Raw data:
---

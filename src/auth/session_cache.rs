//! Session Cache Gate
//! Mission: Skip re-issuing tokens on repeated logins without ever blocking a login
//!
//! The cache is a latency optimisation only. Every cache failure degrades to a
//! miss, and every hit is re-validated before it is trusted.

use crate::auth::{
    clock::Clock,
    error::CacheError,
    models::CredentialPair,
    tokens::TokenValidator,
};
use async_trait::async_trait;
use chrono::Duration;
use parking_lot::Mutex;
use std::collections::HashMap;
use std::sync::Arc;
use std::time::Instant;
use tracing::{debug, warn};

/// Key-value cache collaborator
#[async_trait]
pub trait SessionCache: Send + Sync {
    async fn get(&self, key: &str) -> Result<Option<String>, CacheError>;
    async fn set(&self, key: &str, value: String, ttl: std::time::Duration)
        -> Result<(), CacheError>;
}

/// Process-local cache with per-entry TTL
#[derive(Default)]
pub struct InMemorySessionCache {
    entries: Mutex<HashMap<String, CacheEntry>>,
}

struct CacheEntry {
    value: String,
    expires_at: Instant,
}

impl InMemorySessionCache {
    pub fn new() -> Self {
        Self::default()
    }

    /// Drop expired entries (call from a background task)
    pub fn cleanup(&self) {
        let now = Instant::now();
        self.entries.lock().retain(|_, entry| entry.expires_at > now);
    }

    pub fn len(&self) -> usize {
        self.entries.lock().len()
    }

    pub fn is_empty(&self) -> bool {
        self.len() == 0
    }
}

#[async_trait]
impl SessionCache for InMemorySessionCache {
    async fn get(&self, key: &str) -> Result<Option<String>, CacheError> {
        let mut entries = self.entries.lock();
        match entries.get(key) {
            Some(entry) if entry.expires_at > Instant::now() => Ok(Some(entry.value.clone())),
            Some(_) => {
                entries.remove(key);
                Ok(None)
            }
            None => Ok(None),
        }
    }

    async fn set(
        &self,
        key: &str,
        value: String,
        ttl: std::time::Duration,
    ) -> Result<(), CacheError> {
        self.entries.lock().insert(
            key.to_string(),
            CacheEntry {
                value,
                expires_at: Instant::now() + ttl,
            },
        );
        Ok(())
    }
}

/// Fronts the cache collaborator on the login path
pub struct SessionCacheGate {
    cache: Option<Arc<dyn SessionCache>>,
    validator: TokenValidator,
    clock: Arc<dyn Clock>,
    ttl: Duration,
    deadline: std::time::Duration,
}

impl SessionCacheGate {
    /// `ttl` is clamped to `access_lifetime`
    pub fn new(
        cache: Option<Arc<dyn SessionCache>>,
        validator: TokenValidator,
        clock: Arc<dyn Clock>,
        ttl: Duration,
        access_lifetime: Duration,
        deadline: std::time::Duration,
    ) -> Self {
        Self {
            cache,
            validator,
            clock,
            ttl: ttl.min(access_lifetime),
            deadline,
        }
    }

    pub fn is_enabled(&self) -> bool {
        self.cache.is_some()
    }

    /// Live pair for `identity_key`, or `None` on miss, stale entry or cache error
    pub async fn lookup(&self, identity_key: &str) -> Option<CredentialPair> {
        let cache = self.cache.as_ref()?;

        let raw = match tokio::time::timeout(self.deadline, cache.get(identity_key)).await {
            Ok(Ok(Some(raw))) => raw,
            Ok(Ok(None)) => return None,
            Ok(Err(e)) => {
                warn!(error = %e, "CacheUnavailable on lookup, issuing fresh credentials");
                return None;
            }
            Err(_) => {
                warn!("CacheUnavailable on lookup (deadline exceeded), issuing fresh credentials");
                return None;
            }
        };

        let pair: CredentialPair = match serde_json::from_str(&raw) {
            Ok(pair) => pair,
            Err(e) => {
                warn!(error = %e, "Discarding unreadable session cache entry");
                return None;
            }
        };

        // Do not trust cache freshness: the token itself must still verify.
        match self.validator.validate_access(&pair.access_token) {
            Ok(subject) if subject == pair.user_id && pair.expires_at > self.clock.now() => {
                debug!("Session cache hit for user {}", subject);
                Some(pair)
            }
            Ok(_) => {
                debug!("Session cache entry inconsistent, treating as miss");
                None
            }
            Err(e) => {
                debug!(reason = e.code(), "Stale session cache entry, treating as miss");
                None
            }
        }
    }

    /// Remember `pair` for `identity_key`; TTL never outlives the access token
    pub async fn store(&self, identity_key: &str, pair: &CredentialPair) -> Result<(), CacheError> {
        let Some(cache) = self.cache.as_ref() else {
            return Ok(());
        };

        let remaining = pair.expires_at - self.clock.now();
        let ttl = self.ttl.min(remaining);
        let Ok(ttl) = ttl.to_std() else {
            // already expired or negative; nothing worth caching
            return Ok(());
        };
        if ttl.is_zero() {
            return Ok(());
        }

        let value =
            serde_json::to_string(pair).map_err(|e| CacheError::Corrupt(e.to_string()))?;

        match tokio::time::timeout(self.deadline, cache.set(identity_key, value, ttl)).await {
            Ok(result) => result,
            Err(_) => Err(CacheError::Unavailable("deadline exceeded".to_string())),
        }
    }
}

#[cfg(test)]
mod tests {
    use super::*;
    use crate::auth::{
        clock::ManualClock,
        jwt::ClaimCodec,
        models::UserId,
        tokens::{TokenIssuer, TokenLifetimes},
    };
    use chrono::{TimeZone, Utc};

    struct BrokenCache;

    #[async_trait]
    impl SessionCache for BrokenCache {
        async fn get(&self, _key: &str) -> Result<Option<String>, CacheError> {
            Err(CacheError::Unavailable("connection refused".to_string()))
        }

        async fn set(
            &self,
            _key: &str,
            _value: String,
            _ttl: std::time::Duration,
        ) -> Result<(), CacheError> {
            Err(CacheError::Unavailable("connection refused".to_string()))
        }
    }

    fn setup(
        cache: Option<Arc<dyn SessionCache>>,
    ) -> (SessionCacheGate, TokenIssuer, Arc<ManualClock>) {
        let clock = Arc::new(ManualClock::new(
            Utc.with_ymd_and_hms(2024, 6, 1, 8, 0, 0).unwrap(),
        ));
        let codec = Arc::new(ClaimCodec::new(
            b"test-secret-key-that-is-at-least-32-bytes",
            "tablelink_user",
            clock.clone(),
        ));
        let lifetimes = TokenLifetimes::default();
        let gate = SessionCacheGate::new(
            cache,
            TokenValidator::new(codec.clone()),
            clock.clone(),
            Duration::days(1),
            lifetimes.access,
            std::time::Duration::from_secs(1),
        );
        (gate, TokenIssuer::new(codec, lifetimes), clock)
    }

    #[tokio::test]
    async fn test_store_then_lookup_hits() {
        let (gate, issuer, _clock) = setup(Some(Arc::new(InMemorySessionCache::new())));
        let pair = issuer.issue(UserId(1)).unwrap();

        gate.store("alice@example.com", &pair).await.unwrap();
        assert_eq!(gate.lookup("alice@example.com").await, Some(pair));
        assert_eq!(gate.lookup("bob@example.com").await, None);
    }

    #[tokio::test]
    async fn test_expired_cached_token_is_a_miss() {
        let (gate, issuer, clock) = setup(Some(Arc::new(InMemorySessionCache::new())));
        let pair = issuer.issue(UserId(1)).unwrap();
        gate.store("alice@example.com", &pair).await.unwrap();

        // Entry is still in the cache (wall-clock TTL), but the token is dead
        clock.advance(Duration::hours(5));
        assert_eq!(gate.lookup("alice@example.com").await, None);
    }

    #[tokio::test]
    async fn test_corrupt_entry_is_a_miss() {
        let cache = Arc::new(InMemorySessionCache::new());
        cache
            .set("alice@example.com", "not json".to_string(), std::time::Duration::from_secs(60))
            .await
            .unwrap();
        let (gate, _issuer, _clock) = setup(Some(cache));

        assert_eq!(gate.lookup("alice@example.com").await, None);
    }

    #[tokio::test]
    async fn test_broken_cache_degrades_to_miss() {
        let (gate, issuer, _clock) = setup(Some(Arc::new(BrokenCache)));
        let pair = issuer.issue(UserId(1)).unwrap();

        assert_eq!(gate.lookup("alice@example.com").await, None);
        assert!(gate.store("alice@example.com", &pair).await.is_err());
    }

    #[tokio::test]
    async fn test_disabled_gate_always_misses() {
        let (gate, issuer, _clock) = setup(None);
        let pair = issuer.issue(UserId(1)).unwrap();

        assert!(!gate.is_enabled());
        gate.store("alice@example.com", &pair).await.unwrap();
        assert_eq!(gate.lookup("alice@example.com").await, None);
    }

    #[tokio::test]
    async fn test_in_memory_entries_expire() {
        let cache = InMemorySessionCache::new();
        cache
            .set("k", "v".to_string(), std::time::Duration::from_millis(0))
            .await
            .unwrap();
        assert_eq!(cache.get("k").await.unwrap(), None);

        cache
            .set("k2", "v2".to_string(), std::time::Duration::from_secs(60))
            .await
            .unwrap();
        cache.cleanup();
        assert_eq!(cache.len(), 1);
        assert_eq!(cache.get("k2").await.unwrap(), Some("v2".to_string()));
    }
}
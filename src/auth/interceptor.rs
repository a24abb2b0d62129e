//! Request Interceptor
//! Mission: Gate every RPC before dispatch
//!
//! Each inbound call moves through
//! `Unauthenticated -> TokenExtracted -> IdentityResolved -> RouteAuthorized -> Dispatched`,
//! with every phase a typed value so a later phase cannot run without the
//! earlier one having succeeded. Public methods skip straight to dispatch.
//! Nothing here retries; any failure is terminal for the call.

use crate::auth::{
    error::GateDenial,
    models::UserId,
    rbac::{Decision, RbacDecider},
    route_map::{RouteMap, RouteMapError, RouteMapping},
    tokens::TokenValidator,
};
use std::collections::HashSet;
use std::sync::Arc;
use std::time::Duration;
use tracing::{debug, error, warn};

pub const AUTHORIZATION_HEADER: &str = "authorization";
pub const SECTION_HEADER: &str = "x-link-service";

pub const LOGIN: &str = "/AuthService/Login";
pub const RENEW_TOKEN: &str = "/AuthService/RenewToken";

/// What the interceptor needs to know about an inbound call
#[derive(Debug, Clone, Copy)]
pub struct CallMetadata<'a> {
    /// RPC method identifier, e.g. `/UserService/GetAllUsers`
    pub method: &'a str,
    pub authorization: Option<&'a str>,
    pub section: Option<&'a str>,
}

/// Identity and route of an admitted, protected call
#[derive(Debug, Clone, PartialEq, Eq)]
pub struct AuthContext {
    pub user_id: UserId,
    pub section: String,
    pub route: RouteMapping,
}

#[derive(Debug, Clone, PartialEq, Eq)]
pub enum Admission {
    /// Unauthenticated endpoint, no identity attached
    Public,
    Authorized(AuthContext),
}

struct TokenExtracted<'a> {
    token: &'a str,
}

struct IdentityResolved {
    user_id: UserId,
}

pub struct Interceptor {
    validator: TokenValidator,
    routes: Arc<RouteMap>,
    rbac: RbacDecider,
    public_methods: HashSet<String>,
    deadline: Duration,
}

impl Interceptor {
    /// `deadline` bounds the RBAC store read; exceeding it denies the call
    pub fn new(
        validator: TokenValidator,
        routes: Arc<RouteMap>,
        rbac: RbacDecider,
        deadline: Duration,
    ) -> Self {
        Self {
            validator,
            routes,
            rbac,
            public_methods: [LOGIN, RENEW_TOKEN].iter().map(|m| m.to_string()).collect(),
            deadline,
        }
    }

    pub fn with_public_method(mut self, method: impl Into<String>) -> Self {
        self.public_methods.insert(method.into());
        self
    }

    pub fn is_public(&self, method: &str) -> bool {
        self.public_methods.contains(method)
    }

    pub async fn admit(&self, call: &CallMetadata<'_>) -> Result<Admission, GateDenial> {
        if self.is_public(call.method) {
            debug!("Public method {}, skipping authentication", call.method);
            return Ok(Admission::Public);
        }

        let extracted = Self::extract_token(call).map_err(|d| Self::deny(call, None, d))?;
        let identity = self
            .resolve_identity(extracted)
            .map_err(|d| Self::deny(call, None, d))?;
        let user_id = identity.user_id;
        let context = self
            .authorize_route(identity, call)
            .await
            .map_err(|d| Self::deny(call, Some(user_id), d))?;

        debug!(
            "Admitted {} for user {} ({} {} in {})",
            call.method, context.user_id, context.route.verb, context.route.path, context.section
        );
        Ok(Admission::Authorized(context))
    }

    fn extract_token<'a>(call: &CallMetadata<'a>) -> Result<TokenExtracted<'a>, GateDenial> {
        let raw = call.authorization.ok_or(GateDenial::MissingCredential)?;
        let token = raw.strip_prefix("Bearer ").unwrap_or(raw).trim();
        if token.is_empty() {
            return Err(GateDenial::MissingCredential);
        }
        Ok(TokenExtracted { token })
    }

    fn resolve_identity(&self, extracted: TokenExtracted<'_>) -> Result<IdentityResolved, GateDenial> {
        let user_id = self.validator.validate_access(extracted.token)?;
        Ok(IdentityResolved { user_id })
    }

    async fn authorize_route(
        &self,
        identity: IdentityResolved,
        call: &CallMetadata<'_>,
    ) -> Result<AuthContext, GateDenial> {
        let section = call
            .section
            .filter(|s| !s.is_empty())
            .ok_or(GateDenial::MissingSection)?;

        let route = self
            .routes
            .map_method(call.method)
            .map_err(|RouteMapError::InvalidRoute(method)| GateDenial::InvalidRoute(method))?;

        let decision = tokio::time::timeout(
            self.deadline,
            self.rbac
                .authorize(identity.user_id, section, &route.path, &route.verb),
        )
        .await
        .map_err(|_| GateDenial::Unavailable("deadline exceeded".to_string()))?
        .map_err(|e| GateDenial::Unavailable(format!("{:#}", e)))?;

        match decision {
            Decision::Allow => Ok(AuthContext {
                user_id: identity.user_id,
                section: section.to_string(),
                route: route.clone(),
            }),
            Decision::Deny(reason) => Err(GateDenial::Forbidden(reason)),
        }
    }

    fn deny(call: &CallMetadata<'_>, user_id: Option<UserId>, denial: GateDenial) -> GateDenial {
        let user = user_id.map(|id| id.to_string()).unwrap_or_else(|| "-".to_string());
        match &denial {
            GateDenial::Unavailable(detail) => error!(
                target: "security",
                reason = denial.code(),
                method = call.method,
                user = %user,
                "Authorization unavailable: {}",
                detail
            ),
            _ => warn!(
                target: "security",
                reason = denial.code(),
                method = call.method,
                user = %user,
                "Call denied"
            ),
        }
        denial
    }
}
//! TableLink Auth Library
//!
//! Token lifecycle, session cache, route mapping and RBAC for the RPC backend,
//! plus the axum transport that binds them together.

pub mod api;
pub mod auth;
pub mod config;
pub mod middleware;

---

Description of the task:
All lines above from the one containing "pub enum Admission" to the one containing "raw = call.authorization.ok_or(GateDenial::MissingCredential)?;" must be repeated exactly, both lines included, and no others.

Exercise answer:
pub enum Admission {
    /// Unauthenticated endpoint, no identity attached
    Public,
    Authorized(AuthContext),
}

struct TokenExtracted<'a> {
    token: &'a str,
}

struct IdentityResolved {
    user_id: UserId,
}

pub struct Interceptor {
    validator: TokenValidator,
    routes: Arc<RouteMap>,
    rbac: RbacDecider,
    public_methods: HashSet<String>,
    deadline: Duration,
}

impl Interceptor {
    /// `deadline` bounds the RBAC store read; exceeding it denies the call
    pub fn new(
        validator: TokenValidator,
        routes: Arc<RouteMap>,
        rbac: RbacDecider,
        deadline: Duration,
    ) -> Self {
        Self {
            validator,
            routes,
            rbac,
            public_methods: [LOGIN, RENEW_TOKEN].iter().map(|m| m.to_string()).collect(),
            deadline,
        }
    }

    pub fn with_public_method(mut self, method: impl Into<String>) -> Self {
        self.public_methods.insert(method.into());
        self
    }

    pub fn is_public(&self, method: &str) -> bool {
        self.public_methods.contains(method)
    }

    pub async fn admit(&self, call: &CallMetadata<'_>) -> Result<Admission, GateDenial> {
        if self.is_public(call.method) {
            debug!("Public method {}, skipping authentication", call.method);
            return Ok(Admission::Public);
        }

        let extracted = Self::extract_token(call).map_err(|d| Self::deny(call, None, d))?;
        let identity = self
            .resolve_identity(extracted)
            .map_err(|d| Self::deny(call, None, d))?;
        let user_id = identity.user_id;
        let context = self
            .authorize_route(identity, call)
            .await
            .map_err(|d| Self::deny(call, Some(user_id), d))?;

        debug!(
            "Admitted {} for user {} ({} {} in {})",
            call.method, context.user_id, context.route.verb, context.route.path, context.section
        );
        Ok(Admission::Authorized(context))
    }

    fn extract_token<'a>(call: &CallMetadata<'a>) -> Result<TokenExtracted<'a>, GateDenial> {
        let raw = call.authorization.ok_or(GateDenial::MissingCredential)?;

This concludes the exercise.